Using a modified version of the paper given at the Workshop, Going SOLO ; integrating learning and assessment (University of Warwick 2002) we began to design one of many possible models for tutors to consider when designing a course which would incorporate continuous assessment into every class.  Indeed it should be impossible to do the course without it.  From the first class students need to find assessment methods a natural consequence of advancing their learning.  The SOLO Taxonomy (Structure of the Observed Learning Outcomes) “advances a generic framework of educational objectives that moves from the concrete to the abstract (University of Warwick 2002).  One of my colleagues, who is an archaeologist, used the original to design an art history course.  This showed its versatility for any subject.  Using the Learning Outcomes in the syllabus, it was quite possible to design a course which would entail students in providing simple factual responses to the material given in the first class, through the contextual and the comparative, to the more theoretical and abstract towards the end of the course.  Responses would be classed based initially, but then move with the students’ gain in knowledge and confidence to the outside research via library and gallery.  This is of course, only one possible model.  We explored many others.

We then held a series of Staff Development sessions to which every tutor was expected to attend.  In the Spring term 2003 we ran three main sessions on continuous assessment to which every tutor was expected to attend.  Those tutors who could not attend, received a phone call  to arrange a one to one session at their convenience and sometimes (but not often) at my own.

Most tutors were very supportive and were pleased that we were prepared to support them and to listen to their difficulties in a way which was, I hope, not only sympathetic, but helpful and practical.  One innovation which helped considerably in these sessions was the introduction of a new form for the recording of each students’ assessment tasks.

The Paperwork

I had spent some time in re-designing  forms from a tutor’s point of view.  I always teach at least one course on my own programme, not only because I enjoy it, but also so that I can experience the difficulties at first hand.  My new form therefore was designed to be simple and convenient for both tutor and student and  to be custom made for each student.  They can be filled in at first by the student who writes the syllabus learning outcomes  at the top, and then in sections labelled ‘oral’ and ‘written’ describes the assessment tasks completed during the course.  The tutor then checks these for accuracy and  to add any further comments before awarding the credits.  There is also a separate sheet for recording comments about any formal oral presentations.  Samples from the range of written work produced by the class are also required.
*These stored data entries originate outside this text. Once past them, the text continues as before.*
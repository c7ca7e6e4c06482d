use axum::Json;
use axum::body::Body;
use axum::extract::{Query, State};
use axum::http::{Response, header};
use portal_core::AppError;
use serde::Deserialize;

use crate::dto::PublicUrlResponse;
use crate::error::ApiResult;
use crate::state::AppState;

#[derive(Debug, Deserialize)]
pub struct FileQuery {
    pub url: String,
    pub token: String,
}

pub async fn public_url_handler(
    State(state): State<AppState>,
    Query(query): Query<FileQuery>,
) -> ApiResult<Json<PublicUrlResponse>> {
    let request = state
        .access_grant_service
        .validate_token(&query.token)
        .await?;

    let resolved = state.resource_resolver.resolve(&request, &query.url).await?;

    Ok(Json(resolved.into()))
}

pub async fn view_file_handler(
    State(state): State<AppState>,
    Query(query): Query<FileQuery>,
) -> ApiResult<Response<Body>> {
    let request = state
        .access_grant_service
        .validate_token(&query.token)
        .await?;

    let file = state.file_proxy_service.fetch(&request, &query.url).await?;

    let disposition = content_disposition(&file.file_name);

    let response = Response::builder()
        .header(header::CONTENT_TYPE, file.content_type.as_str())
        .header(header::CONTENT_DISPOSITION, disposition)
        .header(header::CACHE_CONTROL, "public, max-age=3600")
        .header(header::X_CONTENT_TYPE_OPTIONS, "nosniff")
        .header(header::ACCESS_CONTROL_ALLOW_ORIGIN, "*")
        .body(Body::from(file.bytes))
        .map_err(|error| AppError::Internal(format!("failed to build file response: {error}")))?;

    Ok(response)
}

/// Inline disposition for the original filename. Plain ASCII names pass
/// through untouched; anything else uses the RFC 5987 `filename*` form,
/// which keeps the header value ASCII-clean.
fn content_disposition(file_name: &str) -> String {
    let needs_escaping = !file_name.is_ascii()
        || file_name
            .chars()
            .any(|character| character.is_ascii_control() || matches!(character, '"' | '\\'));

    if needs_escaping {
        format!(
            "inline; filename*=UTF-8''{}",
            urlencoding::encode(file_name)
        )
    } else {
        format!("inline; filename=\"{file_name}\"")
    }
}

#[cfg(test)]
mod tests {
    use super::content_disposition;

    #[test]
    fn ascii_filenames_are_not_percent_encoded() {
        assert_eq!(
            content_disposition("Annual Report (2016).pdf"),
            "inline; filename=\"Annual Report (2016).pdf\""
        );
    }

    #[test]
    fn non_ascii_filenames_use_the_extended_form() {
        assert_eq!(
            content_disposition("ሪፖርት 2016.pdf"),
            "inline; filename*=UTF-8''%E1%88%AA%E1%8D%96%E1%88%AD%E1%89%B5%202016.pdf"
        );
    }

    #[test]
    fn quote_characters_are_kept_out_of_the_quoted_form() {
        let disposition = content_disposition("odd\"name.pdf");
        assert!(disposition.starts_with("inline; filename*=UTF-8''"));
        assert!(!disposition.contains('"'));
    }
}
To my astonishment tutors were full of praise for my new forms.  They felt that for the first time the forms had been designed with the tutor and student in mind rather than for the convenience of the office staff.  I had hoped to be remembered for other things, but if it is to be for the clarity of my forms, then so be it.  I felt that tutors needed to be reassured that all the many different ways of assessing students for credits could also be recorded in a way that would give them meaning and be acceptable to any quality assurance audit.  I hope that that may prove to be the case.

The Practice and the Personalities

Tutors are now embarking on many different kinds of imaginative assessment which will, I hope be acceptable to both students and quality assurance.  Two slightly unusual examples, both derived from the serendipity of misfortune will have to represent the many others.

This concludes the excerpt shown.